Science education standards: A broken system?

Science education standards aren't supposed to be funny, but when Melanie Cooper showed the South Carolina chemistry standards to an audience of scientists and educators at the 2010 AAAS Conference in San Diego, she got a laugh that would be the envy of any stand-up comic.

How could learning "established rules for significant digits" give anyone an "understanding of scientific inquiry?" Our system for teaching science is broken, Cooper argued, and now, with more money than ever going into science education, is the time to fix it.

"Introductory courses are the root of all evil," said Cooper, a chemistry professor at Clemson University in South Carolina. She has found that college students, even those who do well on standardized assessment tests, have gross misconceptions about basic scientific concepts. Even post docs and graduate students, she said, have "bizarro ideas about what a bond is."

But what horrifies Cooper most is that aspiring teachers go almost directly from learning science in dysfunctional courses to teaching it in grade school classrooms, creating a cycle of poor teaching and learning. To break this cycle, she said, we need to scrap trivial, information-based assessments and find ways to judge deep conceptual understanding and scientific thinking.

Martin Storkdieck, who directs the Board of Science Education at the National Academy of Sciences, took a step back to redefine the true purpose of science education. He asked, "Scientific learning for what? For citizenship and literacy? For college preparedness? Workforce preparedness?"

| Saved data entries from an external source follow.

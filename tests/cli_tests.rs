#[cfg(test)]
mod tests {
    use clap::Parser;
    use ukepractice::*;

    #[test]
    fn test_list_catalog() {
        let chords = list_catalog();
        assert_eq!(chords.len(), 10);
        assert_eq!(chords[0], "C");
        assert_eq!(chords[9], "G7");
    }

    #[test]
    fn test_args_with_chord_list() {
        let args = Args::parse_from(["test", "--chords", "C,Am,D7", "--tempo", "80"]);
        assert_eq!(
            args.chords,
            Some(vec!["C".to_string(), "Am".to_string(), "D7".to_string()])
        );
        assert_eq!(args.tempo, Some(80));
        assert!(!args.list_chords);
        assert!(!args.autostart);
    }

    #[test]
    fn test_args_without_overrides() {
        let args = Args::parse_from(["test"]);
        assert_eq!(args.tempo, None);
        assert_eq!(args.beats, None);
        assert_eq!(args.chords, None);
        assert_eq!(args.duration, None);
        assert!(!args.interactive);
    }

    #[test]
    fn test_args_session_flags() {
        let args = Args::parse_from([
            "test",
            "-b",
            "150",
            "--beats",
            "2",
            "--autostart",
            "--duration",
            "90",
            "--seed",
            "3",
        ]);
        assert_eq!(args.tempo, Some(150));
        assert_eq!(args.beats, Some(2));
        assert!(args.autostart);
        assert_eq!(args.duration, Some(90));
        assert_eq!(args.seed, Some(3));
    }

    #[test]
    fn test_valid_chord_names() {
        let names = vec!["C".to_string(), "em".to_string(), "G7".to_string()];
        assert!(validate_chords(&names).is_ok());
    }

    #[test]
    fn test_invalid_chord_names_are_listed() {
        let names = vec!["C".to_string(), "Bb".to_string()];
        let error_msg = validate_chords(&names).unwrap_err();
        assert!(error_msg.contains("'Bb'"));
        assert!(error_msg.contains("  - Dm"));
    }

    #[test]
    fn test_seeded_sessions_repeat_the_same_sequence() {
        let draw = |seed| {
            let mut session = create_session(SessionConfig::default(), Some(seed), false);
            session.start().unwrap();
            let mut seen = vec![session.current_chord().to_string()];
            for _ in 0..10 {
                session.advance_by(std::time::Duration::from_secs(4));
                seen.push(session.current_chord().to_string());
            }
            seen
        };
        assert_eq!(draw(11), draw(11));
    }
}
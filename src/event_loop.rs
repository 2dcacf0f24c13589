// event_loop.rs

use crate::chords::{ChordPicker, CATALOG};
use crate::error::SessionError;
use crate::format::format_elapsed;
use crate::input::HELP;
use crate::session::{PracticeSession, TickEvent};
use crate::ui::ProgressView;
use chrono::{DateTime, Local};
use crossbeam::channel::{Receiver, RecvTimeoutError};
use log::{debug, error, info, warn};
use std::thread;
use std::time::{Duration, Instant};

/// Longest the loop waits for input when no timer is armed.
const IDLE_POLL: Duration = Duration::from_millis(100);

#[derive(Debug, Clone, PartialEq, Eq)]
pub enum Command {
    Start,
    Stop,
    Tempo(u32),
    Beats(u32),
    Toggle(String),
    Status,
    ListChords,
    Help,
    Quit,
}

#[derive(Debug, Clone, PartialEq, Eq)]
pub enum EngineMessage {
    Command(Command),
    Unrecognized(String),
}

/// What happened over one run of the event loop.
#[derive(Debug, Clone, PartialEq, Eq, Default)]
pub struct PracticeSummary {
    pub sessions_started: u32,
    pub chord_changes: u64,
    pub practice_secs: u64,
    pub first_started_at: Option<DateTime<Local>>,
}

impl PracticeSummary {
    pub fn describe(&self) -> String {
        match self.first_started_at {
            Some(started) => format!(
                "Practiced {} across {} session(s) since {}, {} chord changes",
                format_elapsed(self.practice_secs),
                self.sessions_started,
                started.format("%H:%M:%S"),
                self.chord_changes
            ),
            None => "No practice session was started".to_string(),
        }
    }
}

/// Drives a [`PracticeSession`] in real time. Commands and timer ticks are
/// handled on this one thread, in the order they happen.
pub struct EventLoop<P: ChordPicker> {
    session: PracticeSession<P>,
    message_rx: Receiver<EngineMessage>,
    view: ProgressView,
    time_limit: Option<Duration>,
    summary: PracticeSummary,
}

impl<P: ChordPicker> EventLoop<P> {
    pub fn new(
        session: PracticeSession<P>,
        message_rx: Receiver<EngineMessage>,
        view: ProgressView,
    ) -> Self {
        EventLoop {
            session,
            message_rx,
            view,
            time_limit: None,
            summary: PracticeSummary::default(),
        }
    }

    /// Ends the loop once this much wall-clock time has passed.
    pub fn with_time_limit(mut self, limit: Duration) -> Self {
        self.time_limit = Some(limit);
        self
    }

    /// Runs until `quit`, the time limit, or (without a time limit) until
    /// every message sender has gone away. The session is stopped on exit.
    pub fn run(mut self) -> (PracticeSession<P>, PracticeSummary) {
        info!("Event loop running");
        if self.session.is_running() {
            self.record_start();
        }
        let origin = Instant::now();
        let timeline_origin = self.session.now();
        let mut inputs_open = true;
        self.view.render(&self.session.snapshot());

        loop {
            let now = origin.elapsed();
            self.catch_up(timeline_origin + now);

            let remaining = match self.time_limit {
                Some(limit) if now >= limit => {
                    info!("Practice time limit of {:?} reached", limit);
                    break;
                }
                Some(limit) => Some(limit - now),
                None => None,
            };

            let mut wait = self
                .session
                .time_until_next_tick()
                .unwrap_or(IDLE_POLL)
                .min(IDLE_POLL);
            if let Some(remaining) = remaining {
                wait = wait.min(remaining);
            }

            if !inputs_open {
                thread::sleep(wait);
                continue;
            }

            let message = match self.message_rx.recv_timeout(wait) {
                Ok(message) => message,
                Err(RecvTimeoutError::Timeout) => continue,
                Err(RecvTimeoutError::Disconnected) => {
                    if self.time_limit.is_none() {
                        info!("Command channel closed; leaving event loop");
                        break;
                    }
                    debug!("Command channel closed; running until the time limit");
                    inputs_open = false;
                    continue;
                }
            };

            // Commands apply at the instant they arrive, after every tick
            // due before it.
            self.catch_up(timeline_origin + origin.elapsed());

            match message {
                EngineMessage::Command(Command::Quit) => {
                    info!("Quit requested");
                    break;
                }
                EngineMessage::Command(command) => {
                    self.handle_command(command);
                    self.view.render(&self.session.snapshot());
                }
                EngineMessage::Unrecognized(line) => {
                    self.view
                        .notice(&format!("Unknown command '{}'. {}", line.trim(), HELP));
                }
            }
        }

        self.finish_run();
        self.view.finish();
        (self.session, self.summary)
    }

    /// Fires every tick due up to `instant` and redraws if anything changed.
    fn catch_up(&mut self, instant: Duration) {
        let events = self.session.advance_to(instant);
        if !events.is_empty() {
            self.record_events(&events);
            self.view.render(&self.session.snapshot());
        }
    }

    fn handle_command(&mut self, command: Command) {
        debug!("Handling command: {:?}", command);
        let result = match command {
            Command::Start => {
                self.finish_run();
                self.session.start().map(|()| self.record_start())
            }
            Command::Stop => {
                self.finish_run();
                self.session.stop();
                Ok(())
            }
            Command::Tempo(bpm) => self.session.set_tempo(bpm),
            Command::Beats(beats) => self.session.set_beats_per_chord(beats),
            Command::Toggle(chord) => self.session.toggle_chord(&chord).map(|selected| {
                let verb = if selected { "Added" } else { "Removed" };
                self.view.notice(&format!(
                    "{} {}; pool: {}",
                    verb,
                    chord.trim(),
                    self.session.pool().to_vec().join(" ")
                ));
            }),
            Command::Status => {
                let snapshot = self.session.snapshot();
                self.view.notice(&format!(
                    "{:?}: {} BPM, {} beats per chord ({:.1}s per chord), elapsed {}, chords: {}",
                    snapshot.run_state,
                    snapshot.tempo_bpm,
                    snapshot.beats_per_chord,
                    snapshot.chord_duration_secs,
                    format_elapsed(snapshot.elapsed_secs),
                    snapshot.pool.join(" ")
                ));
                Ok(())
            }
            Command::ListChords => {
                self.view
                    .notice(&format!("Available chords: {}", CATALOG.join(" ")));
                Ok(())
            }
            Command::Help => {
                self.view.notice(HELP);
                Ok(())
            }
            Command::Quit => Ok(()),
        };

        if let Err(e) = result {
            self.report_error(&e);
        }
    }

    fn report_error(&self, e: &SessionError) {
        match e {
            SessionError::InvalidStart | SessionError::DegeneratePoolDuringRun => {
                warn!("{}", e)
            }
            _ => error!("{}", e),
        }
        self.view.notice(&e.to_string());
    }

    fn record_start(&mut self) {
        self.summary.sessions_started += 1;
        if self.summary.first_started_at.is_none() {
            self.summary.first_started_at = Some(Local::now());
        }
    }

    fn record_events(&mut self, events: &[TickEvent]) {
        for event in events {
            match event {
                TickEvent::ChordChanged { .. } => self.summary.chord_changes += 1,
                TickEvent::PoolExhausted => {
                    self.view
                        .notice("No chords selected; holding the current chord");
                }
                TickEvent::ClockTicked { .. } | TickEvent::BeatTicked { .. } => {}
            }
        }
    }

    /// Banks the elapsed seconds of a running session before it is stopped
    /// or restarted.
    fn finish_run(&mut self) {
        if self.session.is_running() {
            self.summary.practice_secs += self.session.elapsed_secs();
            self.session.stop();
        }
    }
}

#[cfg(test)]
mod tests {
    use super::*;

    #[test]
    fn test_summary_without_sessions() {
        let summary = PracticeSummary::default();
        assert_eq!(summary.describe(), "No practice session was started");
    }

    #[test]
    fn test_summary_mentions_practice_time() {
        let summary = PracticeSummary {
            sessions_started: 2,
            chord_changes: 30,
            practice_secs: 125,
            first_started_at: Some(Local::now()),
        };
        let text = summary.describe();
        assert!(text.starts_with("Practiced 2:05 across 2 session(s) since "));
        assert!(text.ends_with("30 chord changes"));
    }
}
use crate::config::BEATS_PER_BAR;
use indicatif::{MultiProgress, ProgressBar, ProgressStyle};

pub fn create_beat_progress(multi_progress: &MultiProgress) -> ProgressBar {
    let pb = multi_progress.add(ProgressBar::new(u64::from(BEATS_PER_BAR)));
    pb.set_style(
        ProgressStyle::default_bar()
            .template("{prefix:.bold} [{bar:16.yellow}] {msg}")
            .unwrap_or_else(|_| ProgressStyle::default_bar())
            .progress_chars("██ "),
    );
    pb.set_prefix("Beat ");
    pb
}

pub fn create_chord_line(multi_progress: &MultiProgress) -> ProgressBar {
    let pb = multi_progress.add(ProgressBar::new_spinner());
    pb.set_style(
        ProgressStyle::default_spinner()
            .template("{prefix:.bold} {msg:.bold.yellow}")
            .unwrap_or_else(|_| ProgressStyle::default_spinner()),
    );
    pb.set_prefix("Chord");
    pb
}

pub fn create_clock_line(multi_progress: &MultiProgress) -> ProgressBar {
    let pb = multi_progress.add(ProgressBar::new_spinner());
    pb.set_style(
        ProgressStyle::default_spinner()
            .template("{prefix:.bold.dim} {spinner} {wide_msg}")
            .unwrap_or_else(|_| ProgressStyle::default_spinner()),
    );
    pb.set_prefix("Time ");
    pb
}
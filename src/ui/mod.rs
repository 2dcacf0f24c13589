//! Terminal view
//!
//! Renders a [`SessionSnapshot`] with indicatif: a four-step beat bar, the
//! current and next chord, and a clock line with the settings summary.
//! Notices (errors, command feedback) are printed above the bars.

mod progress;

use crate::format::{beat_markers, format_elapsed};
use crate::session::{RunState, SessionSnapshot};
use indicatif::{MultiProgress, ProgressBar, ProgressDrawTarget};

pub use progress::{create_beat_progress, create_chord_line, create_clock_line};

pub const TIP: &str = "Tip: strum when each beat lights up. Start slow at 60 BPM, try 4 beats per chord, then drop to 2 or 1 for a challenge.";

/// Text of the chord line for a snapshot.
pub fn chord_message(snapshot: &SessionSnapshot) -> String {
    match snapshot.run_state {
        RunState::Running => format!(
            "{:<4}  Next: {}",
            snapshot.current_chord, snapshot.next_chord
        ),
        RunState::Stopped => "Type 'start' to begin".to_string(),
    }
}

/// Text of the clock line for a snapshot.
pub fn clock_message(snapshot: &SessionSnapshot) -> String {
    format!(
        "{}   {} BPM, {} beats per chord ({:.1}s), chords: {}",
        format_elapsed(snapshot.elapsed_secs),
        snapshot.tempo_bpm,
        snapshot.beats_per_chord,
        snapshot.chord_duration_secs,
        snapshot.pool.join(" ")
    )
}

pub struct ProgressView {
    multi_progress: MultiProgress,
    beat_pb: ProgressBar,
    chord_pb: ProgressBar,
    clock_pb: ProgressBar,
}

impl ProgressView {
    pub fn new() -> Self {
        Self::with_draw_target(ProgressDrawTarget::stderr())
    }

    /// A view that draws nothing, for tests and headless runs.
    pub fn hidden() -> Self {
        Self::with_draw_target(ProgressDrawTarget::hidden())
    }

    fn with_draw_target(target: ProgressDrawTarget) -> Self {
        let multi_progress = MultiProgress::with_draw_target(target);
        let chord_pb = create_chord_line(&multi_progress);
        let beat_pb = create_beat_progress(&multi_progress);
        let clock_pb = create_clock_line(&multi_progress);

        ProgressView {
            multi_progress,
            beat_pb,
            chord_pb,
            clock_pb,
        }
    }

    pub fn render(&self, snapshot: &SessionSnapshot) {
        self.beat_pb.set_position(u64::from(snapshot.current_beat));
        self.beat_pb.set_message(beat_markers(snapshot.current_beat));
        self.chord_pb.set_message(chord_message(snapshot));
        self.clock_pb.set_message(clock_message(snapshot));
        if snapshot.run_state == RunState::Running {
            self.clock_pb.tick();
        }
    }

    /// Prints a line above the bars.
    pub fn notice(&self, message: &str) {
        log::debug!("Notice: {}", message);
        if self.multi_progress.println(message).is_err() {
            log::warn!("Could not print notice: {}", message);
        }
    }

    pub fn finish(&self) {
        self.beat_pb.finish_and_clear();
        self.chord_pb.finish_and_clear();
        self.clock_pb.finish_and_clear();
    }
}

impl Default for ProgressView {
    fn default() -> Self {
        Self::new()
    }
}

Starting with these questions, Storkdieck's panel is developing an innovative new framework for science education standards that focuses on core concepts, critical thinking, and motivation to learn rather than on memorizing facts and following directions. "At the end," said Storkdieck, "I want to allow the students to develop an identity in relation to science, to understand where they might need it in their lives."

We can use America's competitive nature to jump-start programs for better science education, said physicist S. James Gates Jr of the University of Maryland, a member of the President's Council of Advisors on Science and Technology. According to the Programme for International Student Assessment, which evaluates student learning in developed countries, students in the United States rank 17th on science and 24th on math among developed countries.

"The genetic code of this country means that we're proud to be number one, not number 24," Gates said.

Still, change will not be easy. Gates pointed out that the American education system is complex, decentralized, and lacks any mechanism for incremental improvement or reform. Unlike science, where new knowledge and evidence is constantly building and refining our understanding of the world, new research on education and learning has little or no effect on how we teach or what students learn.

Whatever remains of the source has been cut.